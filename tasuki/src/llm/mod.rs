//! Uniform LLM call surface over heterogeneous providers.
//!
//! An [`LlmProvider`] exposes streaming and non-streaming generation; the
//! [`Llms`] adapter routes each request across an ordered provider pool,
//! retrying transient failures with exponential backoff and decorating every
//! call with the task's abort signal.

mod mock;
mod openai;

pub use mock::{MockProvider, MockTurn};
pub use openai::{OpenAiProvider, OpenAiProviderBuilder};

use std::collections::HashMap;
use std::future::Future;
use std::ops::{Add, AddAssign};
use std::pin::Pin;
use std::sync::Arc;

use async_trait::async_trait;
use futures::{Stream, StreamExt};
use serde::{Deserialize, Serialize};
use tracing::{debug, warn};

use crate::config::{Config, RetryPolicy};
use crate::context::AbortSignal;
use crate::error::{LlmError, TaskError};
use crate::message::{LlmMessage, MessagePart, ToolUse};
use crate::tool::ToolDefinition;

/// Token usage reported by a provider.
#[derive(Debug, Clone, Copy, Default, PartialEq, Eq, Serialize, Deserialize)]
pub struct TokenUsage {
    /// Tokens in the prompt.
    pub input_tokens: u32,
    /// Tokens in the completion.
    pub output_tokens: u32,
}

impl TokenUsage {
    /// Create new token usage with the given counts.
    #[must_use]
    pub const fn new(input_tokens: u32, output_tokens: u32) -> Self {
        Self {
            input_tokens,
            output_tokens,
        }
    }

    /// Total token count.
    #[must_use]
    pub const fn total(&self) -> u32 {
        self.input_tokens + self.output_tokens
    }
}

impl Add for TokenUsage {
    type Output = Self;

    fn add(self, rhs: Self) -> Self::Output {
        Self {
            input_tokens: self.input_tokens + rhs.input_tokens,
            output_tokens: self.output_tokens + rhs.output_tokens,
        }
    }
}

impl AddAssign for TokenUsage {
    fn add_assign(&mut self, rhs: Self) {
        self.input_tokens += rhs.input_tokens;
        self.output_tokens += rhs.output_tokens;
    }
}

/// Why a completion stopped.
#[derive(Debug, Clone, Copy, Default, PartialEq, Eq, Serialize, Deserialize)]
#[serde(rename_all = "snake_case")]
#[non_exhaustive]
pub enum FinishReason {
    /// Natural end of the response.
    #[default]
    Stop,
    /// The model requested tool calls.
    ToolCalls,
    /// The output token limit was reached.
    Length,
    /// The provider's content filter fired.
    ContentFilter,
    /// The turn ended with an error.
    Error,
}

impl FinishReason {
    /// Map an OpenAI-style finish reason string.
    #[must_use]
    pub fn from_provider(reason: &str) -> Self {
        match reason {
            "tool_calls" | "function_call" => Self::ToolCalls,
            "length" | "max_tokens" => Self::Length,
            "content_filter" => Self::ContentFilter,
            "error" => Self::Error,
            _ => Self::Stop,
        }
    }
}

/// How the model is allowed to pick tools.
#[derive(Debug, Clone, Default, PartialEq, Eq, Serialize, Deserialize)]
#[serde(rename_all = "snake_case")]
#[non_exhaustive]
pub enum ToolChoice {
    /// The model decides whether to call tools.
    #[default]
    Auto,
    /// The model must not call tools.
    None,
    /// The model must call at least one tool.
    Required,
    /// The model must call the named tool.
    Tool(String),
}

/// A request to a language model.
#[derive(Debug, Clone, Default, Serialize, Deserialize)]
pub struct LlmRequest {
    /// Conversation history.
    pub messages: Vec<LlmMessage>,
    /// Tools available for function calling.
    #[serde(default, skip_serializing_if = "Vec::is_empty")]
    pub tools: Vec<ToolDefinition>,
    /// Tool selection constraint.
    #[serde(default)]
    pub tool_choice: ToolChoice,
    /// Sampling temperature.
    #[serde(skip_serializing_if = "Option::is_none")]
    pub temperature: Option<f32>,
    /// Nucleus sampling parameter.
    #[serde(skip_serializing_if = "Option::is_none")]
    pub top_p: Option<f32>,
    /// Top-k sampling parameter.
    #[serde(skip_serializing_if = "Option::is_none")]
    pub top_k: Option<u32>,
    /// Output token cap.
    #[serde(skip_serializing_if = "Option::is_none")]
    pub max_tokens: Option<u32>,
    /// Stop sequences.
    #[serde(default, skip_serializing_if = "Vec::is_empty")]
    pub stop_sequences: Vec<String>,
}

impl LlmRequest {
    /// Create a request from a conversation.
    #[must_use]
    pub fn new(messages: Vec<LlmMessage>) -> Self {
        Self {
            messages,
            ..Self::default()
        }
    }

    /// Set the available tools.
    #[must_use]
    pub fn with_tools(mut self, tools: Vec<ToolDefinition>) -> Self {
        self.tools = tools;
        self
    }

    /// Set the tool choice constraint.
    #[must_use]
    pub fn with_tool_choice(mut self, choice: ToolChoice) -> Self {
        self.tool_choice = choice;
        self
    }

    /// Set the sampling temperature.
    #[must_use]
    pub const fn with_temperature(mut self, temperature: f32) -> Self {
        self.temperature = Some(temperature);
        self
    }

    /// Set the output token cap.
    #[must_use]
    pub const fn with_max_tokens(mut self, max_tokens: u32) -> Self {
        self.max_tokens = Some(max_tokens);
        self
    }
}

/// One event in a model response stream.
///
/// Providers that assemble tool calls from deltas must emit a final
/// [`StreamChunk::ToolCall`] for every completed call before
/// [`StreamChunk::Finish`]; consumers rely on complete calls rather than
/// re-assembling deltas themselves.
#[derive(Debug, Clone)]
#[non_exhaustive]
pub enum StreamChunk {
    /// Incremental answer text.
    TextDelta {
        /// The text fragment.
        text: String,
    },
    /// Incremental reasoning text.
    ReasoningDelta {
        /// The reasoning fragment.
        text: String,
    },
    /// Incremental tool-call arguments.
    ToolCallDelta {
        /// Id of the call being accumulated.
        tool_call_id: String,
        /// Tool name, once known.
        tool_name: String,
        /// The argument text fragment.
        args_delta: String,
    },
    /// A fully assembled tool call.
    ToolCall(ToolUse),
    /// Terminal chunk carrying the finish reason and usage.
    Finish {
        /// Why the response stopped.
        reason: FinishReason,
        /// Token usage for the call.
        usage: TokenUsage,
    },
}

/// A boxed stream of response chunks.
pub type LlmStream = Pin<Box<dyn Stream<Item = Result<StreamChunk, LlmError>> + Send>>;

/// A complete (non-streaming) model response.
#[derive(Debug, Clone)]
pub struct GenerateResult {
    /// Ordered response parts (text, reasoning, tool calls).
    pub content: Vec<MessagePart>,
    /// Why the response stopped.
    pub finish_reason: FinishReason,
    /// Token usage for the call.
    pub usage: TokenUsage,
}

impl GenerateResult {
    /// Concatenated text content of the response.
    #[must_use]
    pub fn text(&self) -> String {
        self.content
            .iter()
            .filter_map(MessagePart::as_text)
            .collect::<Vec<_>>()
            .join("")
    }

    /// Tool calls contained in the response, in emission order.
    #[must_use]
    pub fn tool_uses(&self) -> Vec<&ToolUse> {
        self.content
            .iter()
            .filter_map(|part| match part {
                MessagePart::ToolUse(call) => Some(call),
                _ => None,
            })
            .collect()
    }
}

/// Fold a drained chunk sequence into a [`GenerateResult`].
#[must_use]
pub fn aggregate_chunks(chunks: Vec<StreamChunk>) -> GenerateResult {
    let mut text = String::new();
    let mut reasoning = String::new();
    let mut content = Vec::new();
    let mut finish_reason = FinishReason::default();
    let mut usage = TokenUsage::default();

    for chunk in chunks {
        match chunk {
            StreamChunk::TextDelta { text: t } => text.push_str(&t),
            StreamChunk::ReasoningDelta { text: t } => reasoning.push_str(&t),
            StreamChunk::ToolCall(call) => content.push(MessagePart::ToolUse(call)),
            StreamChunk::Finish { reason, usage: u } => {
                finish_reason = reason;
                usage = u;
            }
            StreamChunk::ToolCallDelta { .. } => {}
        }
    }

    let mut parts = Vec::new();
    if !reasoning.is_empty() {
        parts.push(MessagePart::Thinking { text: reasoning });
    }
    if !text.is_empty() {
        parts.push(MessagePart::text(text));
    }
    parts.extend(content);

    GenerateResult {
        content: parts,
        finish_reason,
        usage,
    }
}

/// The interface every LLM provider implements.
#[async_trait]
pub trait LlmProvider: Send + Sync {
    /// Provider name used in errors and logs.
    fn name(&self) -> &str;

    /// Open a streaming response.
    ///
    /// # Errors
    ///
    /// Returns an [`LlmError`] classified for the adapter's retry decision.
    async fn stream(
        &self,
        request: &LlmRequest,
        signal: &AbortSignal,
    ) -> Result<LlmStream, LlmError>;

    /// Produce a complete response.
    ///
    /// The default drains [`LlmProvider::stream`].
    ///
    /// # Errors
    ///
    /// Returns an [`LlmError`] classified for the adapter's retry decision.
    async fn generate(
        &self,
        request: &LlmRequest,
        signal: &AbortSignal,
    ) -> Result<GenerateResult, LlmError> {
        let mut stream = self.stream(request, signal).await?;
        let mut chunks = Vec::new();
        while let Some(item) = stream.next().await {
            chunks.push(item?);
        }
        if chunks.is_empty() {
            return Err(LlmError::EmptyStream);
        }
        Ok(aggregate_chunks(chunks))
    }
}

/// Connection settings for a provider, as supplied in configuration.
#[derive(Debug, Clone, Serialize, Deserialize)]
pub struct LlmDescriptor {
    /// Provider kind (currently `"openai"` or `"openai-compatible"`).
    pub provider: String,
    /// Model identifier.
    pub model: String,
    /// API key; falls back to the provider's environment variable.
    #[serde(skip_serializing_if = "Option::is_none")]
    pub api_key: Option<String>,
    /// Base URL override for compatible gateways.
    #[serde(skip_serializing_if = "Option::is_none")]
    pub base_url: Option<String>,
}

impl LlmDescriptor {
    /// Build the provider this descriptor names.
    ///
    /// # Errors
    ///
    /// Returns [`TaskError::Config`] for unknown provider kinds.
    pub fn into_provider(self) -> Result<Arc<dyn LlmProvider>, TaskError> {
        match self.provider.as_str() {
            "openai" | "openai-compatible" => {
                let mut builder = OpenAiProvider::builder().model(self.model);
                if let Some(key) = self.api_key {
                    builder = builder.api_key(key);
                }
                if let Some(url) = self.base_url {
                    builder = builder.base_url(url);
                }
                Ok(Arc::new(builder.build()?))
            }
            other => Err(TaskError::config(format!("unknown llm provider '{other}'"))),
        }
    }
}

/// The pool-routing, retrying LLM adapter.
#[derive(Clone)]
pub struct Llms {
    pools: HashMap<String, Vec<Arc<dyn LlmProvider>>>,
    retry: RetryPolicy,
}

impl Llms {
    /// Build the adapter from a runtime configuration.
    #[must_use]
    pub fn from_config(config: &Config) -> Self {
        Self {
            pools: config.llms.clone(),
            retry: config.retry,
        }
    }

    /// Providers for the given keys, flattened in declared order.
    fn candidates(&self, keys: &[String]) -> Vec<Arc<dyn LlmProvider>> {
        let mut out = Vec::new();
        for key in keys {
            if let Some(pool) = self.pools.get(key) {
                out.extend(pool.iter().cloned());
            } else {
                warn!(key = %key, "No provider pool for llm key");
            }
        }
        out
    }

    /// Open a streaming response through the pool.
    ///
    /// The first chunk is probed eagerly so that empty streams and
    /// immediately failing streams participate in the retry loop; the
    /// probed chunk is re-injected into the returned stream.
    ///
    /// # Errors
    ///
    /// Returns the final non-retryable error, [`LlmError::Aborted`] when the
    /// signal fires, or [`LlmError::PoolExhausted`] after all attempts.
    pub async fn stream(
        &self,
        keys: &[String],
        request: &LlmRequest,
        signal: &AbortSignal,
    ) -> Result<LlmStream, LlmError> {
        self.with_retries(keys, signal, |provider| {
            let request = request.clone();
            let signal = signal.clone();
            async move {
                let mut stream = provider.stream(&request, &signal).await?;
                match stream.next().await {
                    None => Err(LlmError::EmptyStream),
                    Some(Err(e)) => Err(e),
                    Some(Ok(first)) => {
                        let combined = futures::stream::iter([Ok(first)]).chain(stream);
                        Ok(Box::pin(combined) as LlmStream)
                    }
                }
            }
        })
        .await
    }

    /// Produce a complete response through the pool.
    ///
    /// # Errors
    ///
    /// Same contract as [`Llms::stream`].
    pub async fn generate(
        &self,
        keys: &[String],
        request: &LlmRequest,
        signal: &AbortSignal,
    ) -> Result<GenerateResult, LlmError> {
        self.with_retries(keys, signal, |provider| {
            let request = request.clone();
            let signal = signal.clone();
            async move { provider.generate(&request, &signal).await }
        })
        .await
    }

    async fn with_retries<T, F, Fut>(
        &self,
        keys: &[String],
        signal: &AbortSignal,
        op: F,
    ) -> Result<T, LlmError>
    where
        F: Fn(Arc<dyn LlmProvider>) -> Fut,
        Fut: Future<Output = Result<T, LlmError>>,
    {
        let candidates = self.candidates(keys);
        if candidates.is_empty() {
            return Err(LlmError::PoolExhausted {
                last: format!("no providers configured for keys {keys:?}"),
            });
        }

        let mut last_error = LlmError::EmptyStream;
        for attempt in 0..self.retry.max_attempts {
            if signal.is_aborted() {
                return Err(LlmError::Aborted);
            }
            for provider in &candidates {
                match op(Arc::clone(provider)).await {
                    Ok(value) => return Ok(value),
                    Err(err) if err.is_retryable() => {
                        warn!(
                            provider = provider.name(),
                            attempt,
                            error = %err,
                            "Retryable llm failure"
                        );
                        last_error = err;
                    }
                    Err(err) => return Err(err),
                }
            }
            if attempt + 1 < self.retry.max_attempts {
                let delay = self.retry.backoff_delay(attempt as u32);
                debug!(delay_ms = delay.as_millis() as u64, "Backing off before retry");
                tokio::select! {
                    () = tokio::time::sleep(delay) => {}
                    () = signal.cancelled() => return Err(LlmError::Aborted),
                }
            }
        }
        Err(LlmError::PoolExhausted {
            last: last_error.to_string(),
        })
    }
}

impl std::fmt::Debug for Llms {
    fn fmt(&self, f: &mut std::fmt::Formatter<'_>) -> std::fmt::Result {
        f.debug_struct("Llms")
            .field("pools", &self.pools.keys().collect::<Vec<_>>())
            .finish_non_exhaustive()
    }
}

********************

Task prompt =>
Each line from the first line of the entries up to and including the line containing "task's abort signal." should be transcribed exactly, with all other lines left out.

Answer to this exercise =>
filename tasuki/src/llm/mod.rs
//! Uniform LLM call surface over heterogeneous providers.
//!
//! An [`LlmProvider`] exposes streaming and non-streaming generation; the
//! [`Llms`] adapter routes each request across an ordered provider pool,
//! retrying transient failures with exponential backoff and decorating every
//! call with the task's abort signal.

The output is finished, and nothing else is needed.